(Stored items)

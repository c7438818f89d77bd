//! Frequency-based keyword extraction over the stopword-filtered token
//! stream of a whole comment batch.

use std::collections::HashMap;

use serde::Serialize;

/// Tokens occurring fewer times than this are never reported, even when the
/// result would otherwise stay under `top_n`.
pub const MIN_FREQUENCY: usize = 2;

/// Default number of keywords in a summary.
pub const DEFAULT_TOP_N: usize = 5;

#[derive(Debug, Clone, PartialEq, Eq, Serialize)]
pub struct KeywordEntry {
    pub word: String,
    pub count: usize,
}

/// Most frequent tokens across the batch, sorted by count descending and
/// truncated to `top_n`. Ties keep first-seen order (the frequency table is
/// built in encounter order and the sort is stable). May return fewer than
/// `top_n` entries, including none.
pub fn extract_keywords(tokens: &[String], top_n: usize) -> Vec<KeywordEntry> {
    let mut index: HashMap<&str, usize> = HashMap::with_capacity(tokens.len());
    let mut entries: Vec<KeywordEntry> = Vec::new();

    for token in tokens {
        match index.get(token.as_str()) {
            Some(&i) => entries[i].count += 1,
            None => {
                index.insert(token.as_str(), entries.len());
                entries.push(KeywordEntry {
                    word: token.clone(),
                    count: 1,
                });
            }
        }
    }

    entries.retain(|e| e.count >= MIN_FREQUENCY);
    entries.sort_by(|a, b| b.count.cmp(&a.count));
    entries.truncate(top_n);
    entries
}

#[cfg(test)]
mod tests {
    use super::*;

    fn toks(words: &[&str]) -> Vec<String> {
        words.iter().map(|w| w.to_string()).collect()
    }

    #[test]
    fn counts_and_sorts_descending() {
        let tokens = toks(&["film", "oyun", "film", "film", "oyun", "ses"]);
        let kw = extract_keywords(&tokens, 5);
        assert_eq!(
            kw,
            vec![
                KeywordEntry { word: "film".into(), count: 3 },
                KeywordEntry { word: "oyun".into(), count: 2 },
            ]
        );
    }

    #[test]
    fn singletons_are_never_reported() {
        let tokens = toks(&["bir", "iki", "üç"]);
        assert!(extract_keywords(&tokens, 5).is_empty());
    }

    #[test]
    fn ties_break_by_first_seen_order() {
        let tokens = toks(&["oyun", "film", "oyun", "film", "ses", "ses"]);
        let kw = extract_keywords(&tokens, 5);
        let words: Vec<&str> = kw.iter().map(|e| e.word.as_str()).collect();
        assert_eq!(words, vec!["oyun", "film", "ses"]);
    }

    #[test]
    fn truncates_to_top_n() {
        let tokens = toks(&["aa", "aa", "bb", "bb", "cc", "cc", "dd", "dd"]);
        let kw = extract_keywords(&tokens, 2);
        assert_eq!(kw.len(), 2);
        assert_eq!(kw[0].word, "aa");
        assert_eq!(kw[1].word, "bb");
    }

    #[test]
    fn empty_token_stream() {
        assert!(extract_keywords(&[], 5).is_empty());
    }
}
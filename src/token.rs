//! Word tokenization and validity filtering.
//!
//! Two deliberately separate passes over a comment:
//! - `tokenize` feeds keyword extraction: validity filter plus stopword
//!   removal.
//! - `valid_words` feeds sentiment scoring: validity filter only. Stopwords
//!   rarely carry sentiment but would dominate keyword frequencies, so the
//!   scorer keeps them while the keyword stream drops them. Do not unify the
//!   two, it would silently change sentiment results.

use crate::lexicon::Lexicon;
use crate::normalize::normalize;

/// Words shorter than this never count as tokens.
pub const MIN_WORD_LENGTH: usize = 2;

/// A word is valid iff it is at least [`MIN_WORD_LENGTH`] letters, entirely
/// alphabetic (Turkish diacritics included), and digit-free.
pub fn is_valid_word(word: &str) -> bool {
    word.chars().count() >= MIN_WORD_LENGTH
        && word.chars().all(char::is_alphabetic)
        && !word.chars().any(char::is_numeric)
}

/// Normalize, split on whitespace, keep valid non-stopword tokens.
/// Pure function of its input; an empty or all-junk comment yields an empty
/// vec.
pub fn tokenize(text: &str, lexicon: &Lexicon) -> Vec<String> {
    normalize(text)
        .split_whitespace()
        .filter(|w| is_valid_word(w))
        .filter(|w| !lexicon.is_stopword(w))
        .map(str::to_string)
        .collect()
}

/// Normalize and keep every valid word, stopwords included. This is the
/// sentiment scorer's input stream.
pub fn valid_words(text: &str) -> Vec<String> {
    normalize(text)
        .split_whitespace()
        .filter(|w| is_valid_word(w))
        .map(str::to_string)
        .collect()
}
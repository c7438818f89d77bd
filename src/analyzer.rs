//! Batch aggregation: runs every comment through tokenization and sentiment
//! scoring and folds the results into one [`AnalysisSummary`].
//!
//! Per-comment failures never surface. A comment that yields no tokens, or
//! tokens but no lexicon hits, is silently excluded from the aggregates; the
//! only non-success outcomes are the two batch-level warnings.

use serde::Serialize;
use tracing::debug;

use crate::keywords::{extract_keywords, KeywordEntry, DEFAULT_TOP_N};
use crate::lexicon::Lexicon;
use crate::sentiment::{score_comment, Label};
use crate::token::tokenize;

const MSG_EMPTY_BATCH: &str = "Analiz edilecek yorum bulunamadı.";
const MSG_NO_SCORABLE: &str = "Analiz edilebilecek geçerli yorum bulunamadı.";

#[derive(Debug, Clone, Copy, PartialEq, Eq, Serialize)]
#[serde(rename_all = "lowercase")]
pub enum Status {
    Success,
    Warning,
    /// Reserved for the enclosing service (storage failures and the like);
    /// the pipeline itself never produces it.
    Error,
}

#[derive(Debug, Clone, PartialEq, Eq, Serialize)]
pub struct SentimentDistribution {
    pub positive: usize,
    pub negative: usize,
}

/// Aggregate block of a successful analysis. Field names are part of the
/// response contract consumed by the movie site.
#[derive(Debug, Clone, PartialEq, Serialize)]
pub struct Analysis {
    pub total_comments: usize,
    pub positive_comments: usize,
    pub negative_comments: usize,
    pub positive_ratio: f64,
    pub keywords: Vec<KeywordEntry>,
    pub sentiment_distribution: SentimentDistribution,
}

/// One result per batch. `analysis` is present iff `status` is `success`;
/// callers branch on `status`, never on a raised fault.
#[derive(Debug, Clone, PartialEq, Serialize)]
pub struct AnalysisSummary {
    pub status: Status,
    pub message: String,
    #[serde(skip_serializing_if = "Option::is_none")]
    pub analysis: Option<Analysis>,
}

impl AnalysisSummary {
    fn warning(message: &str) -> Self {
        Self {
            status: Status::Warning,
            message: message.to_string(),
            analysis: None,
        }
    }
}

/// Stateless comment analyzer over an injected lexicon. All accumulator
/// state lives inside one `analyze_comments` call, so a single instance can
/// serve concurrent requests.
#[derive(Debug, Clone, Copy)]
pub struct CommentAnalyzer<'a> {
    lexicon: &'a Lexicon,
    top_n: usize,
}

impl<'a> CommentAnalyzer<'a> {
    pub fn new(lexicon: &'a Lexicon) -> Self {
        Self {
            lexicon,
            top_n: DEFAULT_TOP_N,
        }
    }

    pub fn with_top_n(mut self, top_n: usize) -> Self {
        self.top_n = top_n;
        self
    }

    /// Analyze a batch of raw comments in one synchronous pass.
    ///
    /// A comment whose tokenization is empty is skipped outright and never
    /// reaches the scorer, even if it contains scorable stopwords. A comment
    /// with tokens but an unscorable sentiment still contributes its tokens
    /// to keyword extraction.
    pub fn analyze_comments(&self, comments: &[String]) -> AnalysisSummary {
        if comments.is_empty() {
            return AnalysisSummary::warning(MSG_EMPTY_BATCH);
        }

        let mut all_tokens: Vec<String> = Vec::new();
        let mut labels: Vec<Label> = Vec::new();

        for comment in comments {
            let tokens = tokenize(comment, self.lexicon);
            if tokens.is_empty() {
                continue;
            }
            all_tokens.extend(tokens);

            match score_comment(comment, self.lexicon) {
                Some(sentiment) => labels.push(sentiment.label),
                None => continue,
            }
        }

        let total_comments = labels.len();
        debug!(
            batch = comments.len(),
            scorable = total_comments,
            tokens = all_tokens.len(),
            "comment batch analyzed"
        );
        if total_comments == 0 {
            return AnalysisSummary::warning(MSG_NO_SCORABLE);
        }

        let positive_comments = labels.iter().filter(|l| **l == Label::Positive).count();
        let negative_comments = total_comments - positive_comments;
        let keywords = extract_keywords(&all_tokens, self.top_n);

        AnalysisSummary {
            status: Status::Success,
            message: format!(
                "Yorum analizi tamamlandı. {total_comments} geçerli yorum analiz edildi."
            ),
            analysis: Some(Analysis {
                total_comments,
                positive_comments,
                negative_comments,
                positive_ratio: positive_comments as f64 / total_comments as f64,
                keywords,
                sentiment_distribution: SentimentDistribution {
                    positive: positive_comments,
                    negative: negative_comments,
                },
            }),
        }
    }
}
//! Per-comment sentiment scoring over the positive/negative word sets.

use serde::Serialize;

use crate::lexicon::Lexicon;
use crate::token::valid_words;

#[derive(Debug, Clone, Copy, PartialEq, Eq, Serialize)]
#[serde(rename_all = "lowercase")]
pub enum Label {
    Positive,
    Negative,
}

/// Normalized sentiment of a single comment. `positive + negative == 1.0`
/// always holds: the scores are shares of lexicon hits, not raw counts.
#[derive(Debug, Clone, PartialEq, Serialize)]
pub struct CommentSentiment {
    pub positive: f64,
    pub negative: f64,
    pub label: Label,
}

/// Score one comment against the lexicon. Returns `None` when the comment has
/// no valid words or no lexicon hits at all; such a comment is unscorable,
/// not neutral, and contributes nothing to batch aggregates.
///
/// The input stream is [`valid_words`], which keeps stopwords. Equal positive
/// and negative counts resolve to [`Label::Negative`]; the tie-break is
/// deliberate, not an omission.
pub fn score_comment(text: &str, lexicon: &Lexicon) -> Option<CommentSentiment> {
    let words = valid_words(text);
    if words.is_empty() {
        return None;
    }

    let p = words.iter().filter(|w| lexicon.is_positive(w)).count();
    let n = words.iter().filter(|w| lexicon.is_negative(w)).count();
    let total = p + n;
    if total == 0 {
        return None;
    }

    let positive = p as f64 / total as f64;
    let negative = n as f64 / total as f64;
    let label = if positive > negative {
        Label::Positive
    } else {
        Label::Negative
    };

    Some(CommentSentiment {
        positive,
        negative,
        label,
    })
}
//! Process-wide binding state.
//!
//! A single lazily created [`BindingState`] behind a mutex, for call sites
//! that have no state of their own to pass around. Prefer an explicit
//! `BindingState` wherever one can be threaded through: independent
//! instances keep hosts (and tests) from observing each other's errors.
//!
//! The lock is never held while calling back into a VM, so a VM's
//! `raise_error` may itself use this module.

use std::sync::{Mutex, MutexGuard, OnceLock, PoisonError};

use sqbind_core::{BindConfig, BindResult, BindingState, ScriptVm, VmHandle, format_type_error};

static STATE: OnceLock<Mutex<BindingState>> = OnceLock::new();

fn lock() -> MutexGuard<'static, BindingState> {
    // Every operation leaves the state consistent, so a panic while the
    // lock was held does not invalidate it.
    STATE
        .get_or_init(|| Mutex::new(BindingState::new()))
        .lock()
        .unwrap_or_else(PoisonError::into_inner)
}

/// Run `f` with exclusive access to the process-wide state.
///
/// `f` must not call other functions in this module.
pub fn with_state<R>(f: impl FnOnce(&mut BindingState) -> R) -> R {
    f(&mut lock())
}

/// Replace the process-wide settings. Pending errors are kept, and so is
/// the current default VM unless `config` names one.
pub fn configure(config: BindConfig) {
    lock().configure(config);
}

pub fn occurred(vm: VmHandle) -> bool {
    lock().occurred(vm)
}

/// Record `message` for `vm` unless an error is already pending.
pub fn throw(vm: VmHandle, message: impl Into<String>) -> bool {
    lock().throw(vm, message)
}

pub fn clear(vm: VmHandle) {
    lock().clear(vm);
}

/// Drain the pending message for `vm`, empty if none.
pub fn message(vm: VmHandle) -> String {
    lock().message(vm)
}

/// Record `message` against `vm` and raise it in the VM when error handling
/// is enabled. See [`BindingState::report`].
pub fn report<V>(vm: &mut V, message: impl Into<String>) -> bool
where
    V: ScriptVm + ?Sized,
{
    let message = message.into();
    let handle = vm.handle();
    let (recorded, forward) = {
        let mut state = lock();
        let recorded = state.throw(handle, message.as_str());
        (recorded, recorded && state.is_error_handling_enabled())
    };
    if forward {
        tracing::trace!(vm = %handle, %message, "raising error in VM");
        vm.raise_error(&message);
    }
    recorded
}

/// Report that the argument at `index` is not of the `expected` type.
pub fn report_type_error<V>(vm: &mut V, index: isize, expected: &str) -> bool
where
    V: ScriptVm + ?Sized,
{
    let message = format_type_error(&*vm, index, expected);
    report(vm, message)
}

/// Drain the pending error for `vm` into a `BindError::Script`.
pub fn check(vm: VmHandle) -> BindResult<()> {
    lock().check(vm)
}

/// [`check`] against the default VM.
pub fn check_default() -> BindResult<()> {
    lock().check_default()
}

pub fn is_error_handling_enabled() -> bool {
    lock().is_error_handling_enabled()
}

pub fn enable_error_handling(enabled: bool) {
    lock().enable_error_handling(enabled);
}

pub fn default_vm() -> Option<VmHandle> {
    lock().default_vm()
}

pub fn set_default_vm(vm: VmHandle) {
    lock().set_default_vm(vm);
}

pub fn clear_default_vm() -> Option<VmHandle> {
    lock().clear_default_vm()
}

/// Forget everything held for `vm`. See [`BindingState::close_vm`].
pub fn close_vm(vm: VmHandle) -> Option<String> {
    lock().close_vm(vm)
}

WHAT IS REQUIRED: Every line above that has the string "keeps" needs to be copied.

REPLY TO THE EXERCISE:
//!   scorer keeps them while the keyword stream drops them. Do not unify the
/// The input stream is [`valid_words`], which keeps stopwords. Equal positive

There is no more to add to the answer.